From a pontist’s point of view, there are two known bridges that one can afiliate with Schwerin; namely the Schlossbrücke and the Swing Bridge. The Schlossbrücke (in the photo above) was built in 1844 and connects the castle with the historic old town. The Swing Bridge (in the photo below), was built in 1897 and connects the castle with the castle gardens.

Both are considered the most ornamental of the bridges in Schwerin because of their railings and lighting. When looking further, though, there are more bridges than these two and they have just as much aesthetic taste as the two aforementioned structures. They include the skyway bridge connecting the State Chencellory Office with the Ministry Offices- a three-span arch bridge with ornamental features. At the Castle Gardens, there’s an unusual through beam bridge with steel panels running horizontally across the path. It’s one of the most modern of structures but also a unique one in itself.

Then there are the iron arch bridges. There are seven identical spans spanning three canals, which can be found in the Castle Gardens. They were built no later than 1890 and each have a dimension of 10-15 meters long, and up to two meters wide. Both the decking and the railings are arched.

While the railings are trussed with a Howe design, both the railings and the arch spandrels are both covered with ornamental designs, where flower-shapes can be found where the diagonal beams meet; a rose-shaped design in the circle-shaped spandrels. The endposts are vertical and bedstead, with pine cone-shaped finials on top. As mentioned in a recent Pic of the Week article, it is unknown who was behind the design and when exactly it was built, except it was at least 120 years ago because of their age and appearance. Nevertheless, it was a surprise to find seven of these spans throughout the park.

And to round off the tour, we have the lone wooden truss design in the Knuppeldamm Bridge. Built over two decades ago, the 15m span features a Howe Lattice truss span. It can be found at the entrance to Lake Schwerin as a canal empties into the body of water. Sadly, damage to the trusses has resulted in the city council’s decision to replace the span with a replica of the bridge. The damage and discussion on the causes can be found here.

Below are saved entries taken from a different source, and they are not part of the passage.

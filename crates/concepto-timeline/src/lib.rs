//! Concepto Timeline - Timeline data model
//!
//! Implements the synchronized AV timeline for episode animatics:
//! - Slides (timed visuals) kept pairwise disjoint by collision resolution
//! - Audio tracks placed freely on the same time axis
//! - Versioned persistence documents with store timestamp normalization
//! - Debounced save through the external persistence gateway

pub mod audio_track;
pub mod collision;
pub mod persistence;
pub mod serialization;
pub mod slide;
pub mod timeline;

pub use audio_track::AudioTrack;
pub use collision::normalize;
pub use persistence::{DebouncedSaver, PersistenceGateway};
pub use serialization::TimelineDocument;
pub use slide::{ShotRef, Slide, SlideOrigin};
pub use timeline::{slide_at, Timeline};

Despite having written a few Pic of the Week articles on individual spans in Schwerin, there are 13 historic and unique bridges in Schwerin to visit, in addition to checking out the Castle and the historic old town. All of them are within 10 minutes walk and within the 500 meter radius of the Castle itself. Therefore, I’ve compiled a bridge tour guide, featuring photos and information on all 13 bridges for you to look at and plan to visit on your next stop in Schwerin. Unfortunately, the new wordpress format has made embedding the maps via Google impossible. Therefore, you should click on the link below. It will take you to the Map of Schwerin and the points where you can find the bridges.


If there is one item to describe the City of Schwerin it is this: It’s a jewel hidden in a pile of concrete. It takes a few minutes to get to the castle and the historic old town. Yet when you reach them and spend a day there, you will not regret the visit. There is a lot to see and do in Schwerin, and if you are a pontist or a person interested in history, there are plenty of bridges to see. From what I saw, they are more beautiful and are better an accessory to the Castle and gardens than you think.